Reputation: 477
I was trying to read a file in python2.7, and it was readen perfectly. The problem that I have is when I execute the same program in Python3.4 and then appear the error:
'utf-8' codec can't decode byte 0xf2 in position 424: invalid continuation byte'
Also, when I run the program in Windows (with python3.4), the error doesn't appear.
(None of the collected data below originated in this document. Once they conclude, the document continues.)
//! Integration tests module
//!
//! These run the `release-assets` binary the way a workflow step would,
//! with inputs passed through the environment.

pub mod common;
pub mod inputs;
pub mod upload;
The first line of the document is:
Codi;Codi_lloc_anonim;Nom
and the code of my program is:
def lectdict(filename,colkey,colvalue):
f = open(filename,'r')
D = dict()
for line in f:
if line == '\n': continue
D[line.split(';')[colkey]] = D.get(line.split(';')[colkey],[]) + [line.split(';')[colvalue]]
f.close
return D
Traduccio = lectdict('Noms_departaments_centres.txt',1,2)
Upvotes: 10
Views: 21451
Reputation: 720
In my case I can't change encoding because my file is really UTF-8 encoded. But some rows are corrupted and causes the same error:
UnicodeDecodeError: 'utf-8' codec can't decode byte 0xd0 in position 7092: invalid continuation byte
My decision is to open file in binary mode:
open(filename, 'rb')
Upvotes: 2
Reputation: 477
Ok, I did the same as @unutbu tell me. The result was a lot of encodings one of these are cp1250, for that reason I change :
f = open(filename,'r')
to
f = open(filename,'r', encoding='cp1250')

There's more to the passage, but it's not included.